- _What the task requires_
The response must contain every line below in which "SigningData" appears.

- _Given entries_
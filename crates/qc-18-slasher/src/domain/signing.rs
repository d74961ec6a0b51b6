//! # Signature Domains and Signing Roots
//!
//! Hash tree roots of the handful of containers a vote signature covers:
//!
//! ```text
//! ForkData      { current_version, genesis_validators_root }
//! Checkpoint    { epoch, root }
//! AttestationData { slot, index, beacon_block_root, source, target }
//! SigningData   { object_root, domain }
//! ```
//!
//! `domain = domain_type || hash_tree_root(ForkData)[..28]`

use crate::error::{SlasherError, SlasherResult};
use shared_types::{
    AttestationData, Checkpoint, CommitteeIndex, Domain, DomainType, Epoch, Fork, Hash, Slot,
    Version,
};
use tree_hash::TreeHash;
use tree_hash_derive::TreeHash;

/// Domain type of attestation signatures.
pub const DOMAIN_BEACON_ATTESTER: DomainType = [1, 0, 0, 0];

#[derive(TreeHash)]
struct ForkData {
    current_version: Version,
    genesis_validators_root: Hash,
}

#[derive(TreeHash)]
struct SigningData {
    object_root: Hash,
    domain: Domain,
}

/// Fully formed vote payload, both checkpoints present.
#[derive(TreeHash)]
struct CompleteAttestationData {
    slot: Slot,
    index: CommitteeIndex,
    beacon_block_root: Hash,
    source: Checkpoint,
    target: Checkpoint,
}

impl TryFrom<&AttestationData> for CompleteAttestationData {
    type Error = SlasherError;

    fn try_from(data: &AttestationData) -> Result<Self, Self::Error> {
        let source = data
            .source
            .ok_or_else(|| SlasherError::SigningRoot("missing source checkpoint".into()))?;
        let target = data
            .target
            .ok_or_else(|| SlasherError::SigningRoot("missing target checkpoint".into()))?;

        Ok(Self {
            slot: data.slot,
            index: data.index,
            beacon_block_root: data.beacon_block_root,
            source,
            target,
        })
    }
}

pub fn checkpoint_root(checkpoint: &Checkpoint) -> Hash {
    checkpoint.tree_hash_root().0
}

/// Hash tree root of the vote payload.
///
/// Fails if either checkpoint is absent, since the container cannot be
/// formed without it.
pub fn attestation_data_root(data: &AttestationData) -> SlasherResult<Hash> {
    let complete = CompleteAttestationData::try_from(data)?;
    Ok(complete.tree_hash_root().0)
}

pub fn compute_fork_data_root(current_version: Version, genesis_validators_root: &Hash) -> Hash {
    ForkData {
        current_version,
        genesis_validators_root: *genesis_validators_root,
    }
    .tree_hash_root()
    .0
}

/// Signature domain for `epoch` under `fork`.
pub fn compute_domain(
    domain_type: DomainType,
    fork: &Fork,
    epoch: Epoch,
    genesis_validators_root: &Hash,
) -> Domain {
    let fork_data_root = compute_fork_data_root(fork.version_at(epoch), genesis_validators_root);

    let mut domain = [0u8; 32];
    domain[..4].copy_from_slice(&domain_type);
    domain[4..].copy_from_slice(&fork_data_root[..28]);
    domain
}

/// The digest attesters sign: `hash_tree_root(SigningData)`.
pub fn compute_signing_root(data: &AttestationData, domain: &Domain) -> SlasherResult<Hash> {
    let signing_data = SigningData {
        object_root: attestation_data_root(data)?,
        domain: *domain,
    };
    Ok(signing_data.tree_hash_root().0)
}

- _Expected output_
//! SigningData   { object_root, domain }
struct SigningData {
/// The digest attesters sign: `hash_tree_root(SigningData)`.
    let signing_data = SigningData {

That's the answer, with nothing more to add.